The rest of coffee’s history in Ethiopia is quite turbulent. Ethiopia has undergone many changes in their government. In the past 40 years alone, they have had three forms of government, from a militaristic Marxist ideology to the federal system today. Each of these systems have been met with much public dissatisfaction, rebellion, and political upheaval. From 1998-2000 Ethiopia was involved in a war with Eritrea. This conflict with Eritrea (and many other dissension) have led to many deaths and great misery. It also limited access to land and created an economic downturn. The cost of the war was estimated in the billions of dollars.

Amidst the turbulent political and economic climate, the coffee farming in Ethiopia took a big hit. In 2003, the price of coffee plummeted lower than it ever has. The price of coffee was no longer covering the cost of production and, as a result, many farmers abandoned their crops. They were devastated, not having enough money to cover the cost of repairs to their homes, purchase clothing, or provide their children with an education. Many farmers migrated away from their farms to the city while others still remained with their coffee plantations.
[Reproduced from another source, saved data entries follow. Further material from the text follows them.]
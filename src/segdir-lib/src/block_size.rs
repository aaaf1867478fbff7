use crate::{SegError, SegResult};
use serde::{Deserialize, Deserializer, Serialize, Serializer};
use std::fmt;
use std::str::FromStr;

/// Fixed block size of a chunked directory. Always a power of two.
#[derive(Debug, Clone, Copy, PartialEq, Eq, Hash, PartialOrd, Ord)]
pub enum BlockSize {
    Size1K,
    Size2K,
    Size4K,
    Size8K,
    Size16K,
    Size32K,
    Size64K,
    Size128K,
    Size256K,
    Size512K,
    Size1M,
    Size2M,
    Size4M,
}

impl Default for BlockSize {
    fn default() -> Self {
        BlockSize::Size32K
    }
}

impl BlockSize {
    pub const ALL: [BlockSize; 13] = [
        BlockSize::Size1K,
        BlockSize::Size2K,
        BlockSize::Size4K,
        BlockSize::Size8K,
        BlockSize::Size16K,
        BlockSize::Size32K,
        BlockSize::Size64K,
        BlockSize::Size128K,
        BlockSize::Size256K,
        BlockSize::Size512K,
        BlockSize::Size1M,
        BlockSize::Size2M,
        BlockSize::Size4M,
    ];

    pub fn shift(&self) -> u32 {
        match self {
            BlockSize::Size1K => 10,
            BlockSize::Size2K => 11,
            BlockSize::Size4K => 12,
            BlockSize::Size8K => 13,
            BlockSize::Size16K => 14,
            BlockSize::Size32K => 15,
            BlockSize::Size64K => 16,
            BlockSize::Size128K => 17,
            BlockSize::Size256K => 18,
            BlockSize::Size512K => 19,
            BlockSize::Size1M => 20,
            BlockSize::Size2M => 21,
            BlockSize::Size4M => 22,
        }
    }

    pub fn size(&self) -> usize {
        1usize << self.shift()
    }

    pub fn mask(&self) -> u64 {
        (self.size() as u64) - 1
    }

    pub fn block_id(&self, pos: u64) -> u64 {
        pos >> self.shift()
    }

    pub fn offset_in_block(&self, pos: u64) -> usize {
        (pos & self.mask()) as usize
    }

    pub fn position(&self, block_id: u64, offset_in_block: usize) -> u64 {
        (block_id << self.shift()) + offset_in_block as u64
    }

    /// Id of the last block holding data for a file of `length` bytes.
    pub fn last_block_id(&self, length: u64) -> Option<u64> {
        if length == 0 {
            None
        } else {
            Some(self.block_id(length - 1))
        }
    }

    pub fn from_size(size: usize) -> SegResult<Self> {
        Self::ALL
            .iter()
            .copied()
            .find(|b| b.size() == size)
            .ok_or_else(|| SegError::InvalidParam(format!("unsupported block size: {}", size)))
    }

    pub fn as_str(&self) -> &'static str {
        match self {
            BlockSize::Size1K => "1k",
            BlockSize::Size2K => "2k",
            BlockSize::Size4K => "4k",
            BlockSize::Size8K => "8k",
            BlockSize::Size16K => "16k",
            BlockSize::Size32K => "32k",
            BlockSize::Size64K => "64k",
            BlockSize::Size128K => "128k",
            BlockSize::Size256K => "256k",
            BlockSize::Size512K => "512k",
            BlockSize::Size1M => "1m",
            BlockSize::Size2M => "2m",
            BlockSize::Size4M => "4m",
        }
    }
}

impl fmt::Display for BlockSize {
    fn fmt(&self, f: &mut fmt::Formatter<'_>) -> fmt::Result {
        f.write_str(self.as_str())
    }
}

impl FromStr for BlockSize {
    type Err = SegError;

    fn from_str(s: &str) -> Result<Self, Self::Err> {
        let lower = s.trim().to_ascii_lowercase();
        if let Some(found) = Self::ALL.iter().find(|b| b.as_str() == lower) {
            return Ok(*found);
        }
        match lower.parse::<usize>() {
            Ok(size) => Self::from_size(size),
            Err(_) => Err(SegError::InvalidParam(format!("invalid block size: {}", s))),
        }
    }
}

impl Serialize for BlockSize {
    fn serialize<S: Serializer>(&self, serializer: S) -> Result<S::Ok, S::Error> {
        serializer.serialize_str(self.as_str())
    }
}

impl<'de> Deserialize<'de> for BlockSize {
    fn deserialize<D: Deserializer<'de>>(deserializer: D) -> Result<Self, D::Error> {
        let s = String::deserialize(deserializer)?;
        BlockSize::from_str(&s).map_err(serde::de::Error::custom)
    }
}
Despite all of these hardships and challenges, coffee remains Ethiopia’s biggest export. At times, Ethiopian coffee farmers must compete and pair with larger companies with more power that often take most of the profit. Farmers make very little from these partnerships and women in Ethiopia’s coffee industry make even less, sometimes as little as 20USD a month. In 1957, the National Coffee Board of Ethiopia was formed to help improve the quality of Ethiopian coffee and to coordinate producers traders and exporters. And recently, Fair Trade organizations have been helping to ensure the fair compensation of coffee producers.

Ethiopian coffee map

The coffee map of Ethiopia


The Yirgacheffe region of Ethiopia is celebrated for its wet processed coffees. These coffees are processed by removing the fruit and washing the beans before drying. These coffees are very clean tasting and complex, with pleasant acidity and floral notes. Naturally processed coffees have in the past been looked down upon, perhaps because of the crude processing methods. Coffees in the past were dried and allowed to ferment on the floor and on rooftops and this often led to rot or mold.

The Misty Valley region is slowly redefining this negative stigma. Upon researching this region and its farmers, it’s easy to see why. Coffee exporter, Abdullah Bagersh is at the head of this movement. The Bagersh family has been involved with coffee for several generations mostly in the export business. Abdullah himself owns processing facilities in Idido, Beloya and Michile. In an effort to revitalize the art of natural processing, he perfected it, producing coffees that are free of the defect that usually plague natural processed coffees such as over-fermentation or sour tastes.

Great care is shown to ensure the cleanest possible flavor in the cup. When brought to the mill, these coffees are placed on raised beds and turned constantly for 48 hours to ensure even evaporation. This provides remarkable cleanliness in the cup.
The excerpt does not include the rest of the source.